À nouveau, mon regard se perd sur la chevelure rose de Marina. Peut-être que mon livre me la fera oublier : l'héroïne a les cheveux roux flamboyants, pas rose pastel. À côté de moi, Clément s'impatiente. Ses doigts tapotent fébrilement la table. Son visage rond, aux traits encore enfantins, s'échine à suivre l'explication, à cerner toutes les petites nuances. Car les maths sont traîtres : on pense avoir tout compris, on sait refaire tous les exercices, on connaît son cours sur le bout des doigts, et on est incapable d'avoir la moyenne au partiel. C'est Marina qui a un jour dit ça à son amie, Louise. J'ai entendu et je n'aurais pas dû. Je me suis alors fait la promesse de l'aider quand je le pourrai. C'était l'année dernière.
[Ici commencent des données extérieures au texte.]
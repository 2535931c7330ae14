use super::{lines, spans};
use patchflow::{ContextStrategy, StrategyKind};
use std::path::Path;

const APP_JS: &str = r#"import React from "react";
export default class App extends React.Component {
  state = {
    total: null,
    next: null,
    operation: null,
  };

  /** @param {string} buttonName */
  handleClick = buttonName => {
    this.setState(calculate(this.state, buttonName));
  };

  handleClick = function(buttonName) {
    this.setState(calculate(this.state, buttonName));
  };

  render() {
    return (
      <div className="component-app">
      </div>
    );
  }
}
export function abc(a) {
    return 1;
}
function def(a) {
    return 1;
}
"#;

const TS_STORE: &str = "export class Store<T> {
  private items: T[] = [];

  add(item: T): void {
    this.items.push(item);
  }

  get size(): number {
    return this.items.length;
  }
}

export const total = (xs: number[]): number => {
  return xs.reduce((a, b) => a + b, 0);
};
";

const JS_FAMILY: [(StrategyKind, StrategyKind, StrategyKind); 2] = [
    (
        StrategyKind::JavascriptClass,
        StrategyKind::JavascriptFunction,
        StrategyKind::JavascriptBlock,
    ),
    (StrategyKind::JsxClass, StrategyKind::JsxFunction, StrategyKind::JsxBlock),
];

#[test]
fn context_counts() {
    let src = lines(APP_JS);
    for (class, function, block) in JS_FAMILY {
        assert_eq!(class.get_contexts(&src).len(), 1, "{class}");
        assert_eq!(
            spans(&function.get_contexts(&src)),
            vec![(9, 12), (13, 16), (17, 23), (24, 27), (27, 30)],
            "{function}"
        );
        assert_eq!(block.get_contexts(&src).len(), 5, "{block}");
    }
}

#[test]
fn line_context_hits() {
    let src = lines(APP_JS);
    for (class, function, block) in JS_FAMILY {
        let hit = class.get_context_indexes(&src, 11, 12).unwrap();
        assert_eq!((hit.start, hit.end), (1, 24));
        let hit = function.get_context_indexes(&src, 11, 12).unwrap();
        assert_eq!((hit.start, hit.end), (9, 12));
        let hit = block.get_context_indexes(&src, 11, 12).unwrap();
        assert_eq!((hit.start, hit.end), (9, 12));
    }
}

#[test]
fn line_context_misses() {
    let src = lines(APP_JS);
    for (class, function, block) in JS_FAMILY {
        assert!(class.get_context_indexes(&src, 0, 1).is_none());
        assert!(function.get_context_indexes(&src, 12, 13).is_none());
        assert!(block.get_context_indexes(&src, 0, 1).is_none());
    }
}

#[test]
fn arrow_property_has_jsdoc() {
    let src = lines(APP_JS);
    let contexts = StrategyKind::JavascriptFunction.get_contexts(&src);
    let comment = contexts[0].comment().unwrap();
    assert_eq!((comment.start, comment.end), (8, 9));
    assert!(contexts[1].comment().is_none());
}

#[test]
fn file_support_by_extension() {
    let src = lines(APP_JS);
    assert!(StrategyKind::JavascriptClass.is_file_supported(Path::new("App.js"), &src));
    assert!(StrategyKind::JsxClass.is_file_supported(Path::new("App.jsx"), &src));
    assert!(StrategyKind::JsxClass.is_file_supported(Path::new("App.tsx"), &src));
    assert!(!StrategyKind::TypescriptClass.is_file_supported(Path::new("App.js"), &src));
}

#[test]
fn typescript_signatures() {
    let src = lines(TS_STORE);
    assert_eq!(spans(&StrategyKind::TypescriptClass.get_contexts(&src)), vec![(0, 11)]);
    assert_eq!(
        spans(&StrategyKind::TypescriptFunction.get_contexts(&src)),
        vec![(3, 6), (7, 10), (12, 15)]
    );
}

#[test]
fn callback_arguments_are_not_headers() {
    let src = lines(
        "function schedule(done) {\n  setTimeout(function() {\n    done();\n  }, 10);\n}\n\nconst retry = (fn) => {\n  queue.push(() => {\n    fn();\n  });\n};\n",
    );
    for function in [StrategyKind::JavascriptFunction, StrategyKind::TypescriptFunction] {
        assert_eq!(spans(&function.get_contexts(&src)), vec![(0, 5), (6, 11)], "{function}");
        let hit = function.get_context_indexes(&src, 2, 3).unwrap();
        assert_eq!((hit.start, hit.end), (0, 5));
    }
}

#[test]
fn typescript_hits_and_misses() {
    let src = lines(TS_STORE);
    let hit = StrategyKind::TypescriptFunction.get_context_indexes(&src, 4, 5).unwrap();
    assert_eq!((hit.start, hit.end), (3, 6));
    let hit = StrategyKind::TypescriptClass.get_context_indexes(&src, 8, 9).unwrap();
    assert_eq!((hit.start, hit.end), (0, 11));

    assert!(StrategyKind::TypescriptFunction.get_context_indexes(&src, 1, 2).is_none());
    assert!(StrategyKind::TypescriptClass.get_context_indexes(&src, 11, 12).is_none());
    assert!(StrategyKind::TypescriptClass.get_context_indexes(&src, 13, 14).is_none());
}
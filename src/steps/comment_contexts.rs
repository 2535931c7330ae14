//! ExtractCodeMethodForCommentContexts: target where each function's doc
//! comment is, or where a new one should go.

use super::extract::ExtractCodeContexts;
use super::{check_required, output, parse_inputs, FileToPatch, Step, StepError, StepStatus};
use crate::config::{ExtractInputs, IgnorePolicy, Inputs};
use crate::lang::DocPlacement;
use crate::position::Position;
use crate::strategy::Grouping;
use serde_json::{Map, Value};

pub struct ExtractCodeMethodForCommentContexts {
    extractor: ExtractCodeContexts,
    status: StepStatus,
}

/// Lines a generated doc comment replaces: the existing comment, or a
/// zero-width insertion point.
fn comment_target(position: &Position) -> (usize, usize) {
    if let Some(comment) = position.comment() {
        return (comment.start, comment.end);
    }
    let body_leading = position
        .language
        .is_some_and(|lang| lang.descriptor().doc_placement == DocPlacement::BodyLeading);
    match position.body() {
        Some(body) if body_leading => (body.start, body.start),
        _ => (position.start, position.start),
    }
}

impl ExtractCodeMethodForCommentContexts {
    pub fn new(inputs: &Inputs) -> Result<Self, StepError> {
        check_required(Self::NAME, inputs, &[])?;
        Self::from_inputs(parse_inputs(Self::NAME, inputs)?)
    }

    /// Any grouping in `inputs` is ignored; functions are always targeted.
    pub fn from_inputs(inputs: ExtractInputs) -> Result<Self, StepError> {
        let extractor = ExtractCodeContexts::from_inputs(ExtractInputs {
            context_grouping: None,
            ..inputs
        })?
        .with_grouping(Grouping::Function);
        Ok(Self {
            extractor,
            status: StepStatus::default(),
        })
    }

    pub fn with_ignore_policy(mut self, policy: IgnorePolicy) -> Self {
        self.extractor = self.extractor.with_ignore_policy(policy);
        self
    }

    pub fn files_to_patch(&self) -> Vec<FileToPatch> {
        let mut records = Vec::new();
        for file in self.extractor.file_contexts() {
            let uri = file.uri();
            for position in &file.positions {
                let (start, end) = comment_target(position);
                let mut record = FileToPatch::new(uri.clone(), start, end)
                    .with_affected_code(position.text(&file.lines));
                if let Some(language) = position.language {
                    record = record.with_comment_format(language.docstring_format());
                }
                records.push(record);
            }
        }
        records
    }
}

impl Step for ExtractCodeMethodForCommentContexts {
    const NAME: &'static str = "ExtractCodeMethodForCommentContexts";

    fn run(&mut self) -> Result<Map<String, Value>, StepError> {
        let files_to_patch = self.files_to_patch();
        tracing::info!(count = files_to_patch.len(), "extracted comment contexts");
        self.status = StepStatus::Completed;
        output("files_to_patch", &files_to_patch)
    }

    fn status(&self) -> &StepStatus {
        &self.status
    }
}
Cette année, ça va un peu mieux. Clément soupire à côté de moi : le professeur efface ce qu'il vient d'écrire. J'entends des murmures de désapprobation et un sourire amusé étire mon visage.
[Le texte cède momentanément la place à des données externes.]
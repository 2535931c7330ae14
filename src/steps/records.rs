//! Records exchanged between steps.

use serde::{Deserialize, Serialize};
use serde_json::{Map, Value};

/// One region handed to downstream steps.
#[derive(Debug, Clone, PartialEq, Serialize, Deserialize)]
#[serde(rename_all = "camelCase")]
pub struct FileToPatch {
    pub uri: String,
    /// Absent range means the whole file
    #[serde(default)]
    pub start_line: Option<usize>,
    #[serde(default)]
    pub end_line: Option<usize>,
    #[serde(default, skip_serializing_if = "Option::is_none")]
    pub affected_code: Option<String>,
    #[serde(default, skip_serializing_if = "Option::is_none")]
    pub comment_format: Option<String>,
    /// Keys added by other steps, carried through untouched
    #[serde(flatten)]
    pub extra: Map<String, Value>,
}

impl FileToPatch {
    pub fn new(uri: impl Into<String>, start_line: usize, end_line: usize) -> Self {
        Self {
            uri: uri.into(),
            start_line: Some(start_line),
            end_line: Some(end_line),
            affected_code: None,
            comment_format: None,
            extra: Map::new(),
        }
    }

    pub fn with_affected_code(mut self, code: impl Into<String>) -> Self {
        self.affected_code = Some(code.into());
        self
    }

    pub fn with_comment_format(mut self, format: impl Into<String>) -> Self {
        self.comment_format = Some(format.into());
        self
    }
}

/// Upstream answer paired by index with a [`FileToPatch`].
#[derive(Debug, Clone, PartialEq, Default, Serialize, Deserialize)]
pub struct ExtractedResponse {
    #[serde(default)]
    pub patch: Option<String>,
    #[serde(flatten)]
    pub extra: Map<String, Value>,
}

impl ExtractedResponse {
    pub fn with_patch(patch: impl Into<String>) -> Self {
        Self {
            patch: Some(patch.into()),
            extra: Map::new(),
        }
    }

    /// Every key of the response, `patch` included.
    pub fn to_map(&self) -> Map<String, Value> {
        let mut map = self.extra.clone();
        map.insert(
            "patch".to_string(),
            self.patch.clone().map_or(Value::Null, Value::String),
        );
        map
    }
}

/// One applied edit.
#[derive(Debug, Clone, PartialEq, Serialize, Deserialize)]
pub struct ModifiedCodeFile {
    pub path: String,
    pub start_line: Option<usize>,
    pub end_line: Option<usize>,
    /// Keys of the paired response
    #[serde(flatten)]
    pub response: Map<String, Value>,
}

impl ModifiedCodeFile {
    pub fn new(target: &FileToPatch, response: &ExtractedResponse) -> Self {
        let mut response = response.to_map();
        for reserved in ["path", "start_line", "end_line"] {
            response.remove(reserved);
        }
        Self {
            path: target.uri.clone(),
            start_line: target.start_line,
            end_line: target.end_line,
            response,
        }
    }
}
— C'est décidément une caractéristique commune à tous les profs de maths ! râle Louis, à ma droite.
Nous nous esclaffons, puis le professeur annonce la fin du cours. Enfin ! Je range mes affaires, me lève et quitte la salle.
— Loulou l'abruti propose qu'on aille boire un coup à la cafétéria de la fac de chimie, ça te tente ? On jouera au tarot ! se réjouit Clément en se frottant les mains.
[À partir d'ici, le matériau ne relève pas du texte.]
//! Context strategies.
//!
//! A strategy knows which files it applies to and how to carve a file's lines
//! into [`Position`]s at one granularity. Strategies are a closed set
//! ([`StrategyKind`]); callers pick them through a [`Grouping`].

mod brace;
mod comment;
mod indent;
pub mod scan;

pub use scan::{Declaration, DeclarationKind};

use crate::lang::Language;
use crate::position::Position;
use serde::{Deserialize, Serialize};
use std::fmt;
use std::path::Path;
use std::str::FromStr;

/// The size of region a strategy reports.
#[derive(Debug, Copy, Clone, PartialEq, Eq)]
pub enum Granularity {
    Class,
    Function,
    /// Declarations that contain no other declaration
    Block,
}

/// Matches regions of source code.
pub trait ContextStrategy {
    /// Whether this strategy applies to the file at `path`.
    fn is_file_supported(&self, path: &Path, lines: &[String]) -> bool;

    /// Every region this strategy recognizes, sorted by start line.
    fn get_contexts(&self, lines: &[String]) -> Vec<Position>;

    /// The smallest recognized region covering `[start, end)`.
    fn get_context_indexes(&self, lines: &[String], start: usize, end: usize) -> Option<Position>;
}

/// Every strategy, in tie-break order.
#[derive(Debug, Copy, Clone, PartialEq, Eq, Hash)]
pub enum StrategyKind {
    FullFile,
    JavaClass,
    JavaMethod,
    JavaBlock,
    JavascriptClass,
    JavascriptFunction,
    JavascriptBlock,
    TypescriptClass,
    TypescriptFunction,
    TypescriptBlock,
    JsxClass,
    JsxFunction,
    JsxBlock,
    CppClass,
    CppFunction,
    CppBlock,
    PythonClass,
    PythonFunction,
    PythonBlock,
}

impl StrategyKind {
    pub const ALL: [StrategyKind; 19] = [
        StrategyKind::FullFile,
        StrategyKind::JavaClass,
        StrategyKind::JavaMethod,
        StrategyKind::JavaBlock,
        StrategyKind::JavascriptClass,
        StrategyKind::JavascriptFunction,
        StrategyKind::JavascriptBlock,
        StrategyKind::TypescriptClass,
        StrategyKind::TypescriptFunction,
        StrategyKind::TypescriptBlock,
        StrategyKind::JsxClass,
        StrategyKind::JsxFunction,
        StrategyKind::JsxBlock,
        StrategyKind::CppClass,
        StrategyKind::CppFunction,
        StrategyKind::CppBlock,
        StrategyKind::PythonClass,
        StrategyKind::PythonFunction,
        StrategyKind::PythonBlock,
    ];

    /// Language and granularity, or `None` for [`StrategyKind::FullFile`].
    pub fn target(self) -> Option<(Language, Granularity)> {
        use Granularity::*;
        use StrategyKind::*;
        let target = match self {
            FullFile => return None,
            JavaClass => (Language::Java, Class),
            JavaMethod => (Language::Java, Function),
            JavaBlock => (Language::Java, Block),
            JavascriptClass => (Language::JavaScript, Class),
            JavascriptFunction => (Language::JavaScript, Function),
            JavascriptBlock => (Language::JavaScript, Block),
            TypescriptClass => (Language::TypeScript, Class),
            TypescriptFunction => (Language::TypeScript, Function),
            TypescriptBlock => (Language::TypeScript, Block),
            JsxClass => (Language::Jsx, Class),
            JsxFunction => (Language::Jsx, Function),
            JsxBlock => (Language::Jsx, Block),
            CppClass => (Language::Cpp, Class),
            CppFunction => (Language::Cpp, Function),
            CppBlock => (Language::Cpp, Block),
            PythonClass => (Language::Python, Class),
            PythonFunction => (Language::Python, Function),
            PythonBlock => (Language::Python, Block),
        };
        Some(target)
    }

    pub fn language(self) -> Option<Language> {
        self.target().map(|(language, _)| language)
    }

    pub fn granularity(self) -> Option<Granularity> {
        self.target().map(|(_, granularity)| granularity)
    }

    /// Strategies of one granularity, in tie-break order.
    pub fn with_granularity(granularity: Granularity) -> Vec<StrategyKind> {
        StrategyKind::ALL
            .into_iter()
            .filter(|kind| kind.granularity() == Some(granularity))
            .collect()
    }
}

impl fmt::Display for StrategyKind {
    fn fmt(&self, f: &mut fmt::Formatter<'_>) -> fmt::Result {
        write!(f, "{self:?}")
    }
}

impl ContextStrategy for StrategyKind {
    fn is_file_supported(&self, path: &Path, lines: &[String]) -> bool {
        match self.language() {
            None => !lines.is_empty(),
            Some(language) => language.descriptor().supports_path(path),
        }
    }

    fn get_contexts(&self, lines: &[String]) -> Vec<Position> {
        let Some((language, granularity)) = self.target() else {
            return vec![Position::new(0, lines.len(), None)];
        };

        let declarations = scan::scan(lines, language);
        let selected = match granularity {
            Granularity::Class => scan::outermost(&declarations, DeclarationKind::Class),
            Granularity::Function => scan::outermost(&declarations, DeclarationKind::Function),
            Granularity::Block => scan::leaves(&declarations),
        };
        selected.into_iter().map(|d| d.position.clone()).collect()
    }

    fn get_context_indexes(&self, lines: &[String], start: usize, end: usize) -> Option<Position> {
        let Some((language, granularity)) = self.target() else {
            let whole = Position::new(0, lines.len(), None);
            return whole.contains_range(start, end).then_some(whole);
        };

        let declarations = scan::scan(lines, language);
        let hit = match granularity {
            Granularity::Class => scan::smallest_containing(
                scan::outermost(&declarations, DeclarationKind::Class),
                start,
                end,
            ),
            Granularity::Function => scan::smallest_containing(
                declarations
                    .iter()
                    .filter(|d| d.kind == DeclarationKind::Function),
                start,
                end,
            ),
            Granularity::Block => scan::smallest_containing(&declarations, start, end),
        };
        hit.map(|d| d.position.clone())
    }
}

/// Named set of strategies selected by the `context_grouping` input.
#[derive(Debug, Copy, Clone, PartialEq, Eq, Default, Serialize, Deserialize)]
#[serde(rename_all = "SCREAMING_SNAKE_CASE")]
pub enum Grouping {
    /// Every language strategy; the whole-file strategy is not included
    #[default]
    All,
    Class,
    Function,
    Block,
    FullFile,
}

impl Grouping {
    pub fn strategies(self) -> Vec<StrategyKind> {
        match self {
            Grouping::All => StrategyKind::ALL
                .into_iter()
                .filter(|kind| *kind != StrategyKind::FullFile)
                .collect(),
            Grouping::Class => StrategyKind::with_granularity(Granularity::Class),
            Grouping::Function => StrategyKind::with_granularity(Granularity::Function),
            Grouping::Block => StrategyKind::with_granularity(Granularity::Block),
            Grouping::FullFile => vec![StrategyKind::FullFile],
        }
    }

    /// Parse a grouping name, falling back to [`Grouping::All`] with a
    /// warning when the name is unknown.
    pub fn from_name_lossy(name: &str) -> Self {
        name.parse().unwrap_or_else(|_| {
            tracing::warn!(grouping = name, "unknown context grouping, using ALL");
            Grouping::All
        })
    }
}

impl FromStr for Grouping {
    type Err = String;

    fn from_str(s: &str) -> Result<Self, Self::Err> {
        match s.trim().to_ascii_uppercase().replace('-', "_").as_str() {
            "ALL" => Ok(Grouping::All),
            "CLASS" => Ok(Grouping::Class),
            "FUNCTION" => Ok(Grouping::Function),
            "BLOCK" => Ok(Grouping::Block),
            "FULL_FILE" => Ok(Grouping::FullFile),
            other => Err(format!("unknown context grouping: {other}")),
        }
    }
}

impl fmt::Display for Grouping {
    fn fmt(&self, f: &mut fmt::Formatter<'_>) -> fmt::Result {
        let name = match self {
            Grouping::All => "ALL",
            Grouping::Class => "CLASS",
            Grouping::Function => "FUNCTION",
            Grouping::Block => "BLOCK",
            Grouping::FullFile => "FULL_FILE",
        };
        f.write_str(name)
    }
}

#[cfg(test)]
mod tests {
    use super::*;

    fn lines(src: &str) -> Vec<String> {
        src.split_inclusive('\n').map(str::to_string).collect()
    }

    #[test]
    fn groupings_follow_declaration_order() {
        assert_eq!(
            Grouping::Function.strategies(),
            vec![
                StrategyKind::JavaMethod,
                StrategyKind::JavascriptFunction,
                StrategyKind::TypescriptFunction,
                StrategyKind::JsxFunction,
                StrategyKind::CppFunction,
                StrategyKind::PythonFunction,
            ]
        );
        assert_eq!(Grouping::All.strategies().len(), 18);
        assert_eq!(Grouping::FullFile.strategies(), vec![StrategyKind::FullFile]);
    }

    #[test]
    fn grouping_names() {
        assert_eq!("function".parse::<Grouping>().unwrap(), Grouping::Function);
        assert_eq!("FULL_FILE".parse::<Grouping>().unwrap(), Grouping::FullFile);
        assert!("METHOD".parse::<Grouping>().is_err());
        assert_eq!(Grouping::from_name_lossy("METHOD"), Grouping::All);
        assert_eq!(Grouping::Block.to_string(), "BLOCK");
    }

    #[test]
    fn file_support() {
        let src = lines("x = 1\n");
        assert!(StrategyKind::PythonBlock.is_file_supported(Path::new("a.py"), &src));
        assert!(!StrategyKind::JavaClass.is_file_supported(Path::new("a.py"), &src));
        assert!(StrategyKind::FullFile.is_file_supported(Path::new("a.txt"), &src));
        assert!(!StrategyKind::FullFile.is_file_supported(Path::new("a.txt"), &[]));
    }

    #[test]
    fn full_file_covers_everything() {
        let src = lines("a\nb\nc\n");
        let contexts = StrategyKind::FullFile.get_contexts(&src);
        assert_eq!(contexts.len(), 1);
        assert_eq!((contexts[0].start, contexts[0].end), (0, 3));
        assert!(StrategyKind::FullFile.get_context_indexes(&src, 1, 2).is_some());
        assert!(StrategyKind::FullFile.get_context_indexes(&src, 3, 3).is_none());
    }

    #[test]
    fn python_function_index_prefers_nested() {
        let src = lines("def outer():\n    def inner():\n        pass\n    return inner\n");
        let outer = StrategyKind::PythonFunction.get_contexts(&src);
        assert_eq!(outer.len(), 1);
        let hit = StrategyKind::PythonFunction
            .get_context_indexes(&src, 2, 2)
            .unwrap();
        assert_eq!((hit.start, hit.end), (1, 3));
        let hit = StrategyKind::PythonFunction
            .get_context_indexes(&src, 3, 4)
            .unwrap();
        assert_eq!((hit.start, hit.end), (0, 4));
    }
}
— Avec plaisir ! accepté-je immédiatement.
Si je rentrais tout de suite, ils trouveraient ça bizarre. Ils se poseraient des questions, car d'habitude je ne manque jamais une occasion de les retrouver. Je crois qu'au fond c'est parce que j'ai peur d'être seul avec moi-même, de m'affronter. Je sais que je perdrai la bataille, alors je préfère repousser mon futur échec cuisant au plus tard possible. Mes pensées, fugaces oiseaux aux ailes déployées, me terrifient avant même d'être nées dans mon esprit démentiel.
— Je vais t'écraser, Hugo ! lance très sérieusement Martin, toujours pas remis de ma victoire écrasante de la dernière fois.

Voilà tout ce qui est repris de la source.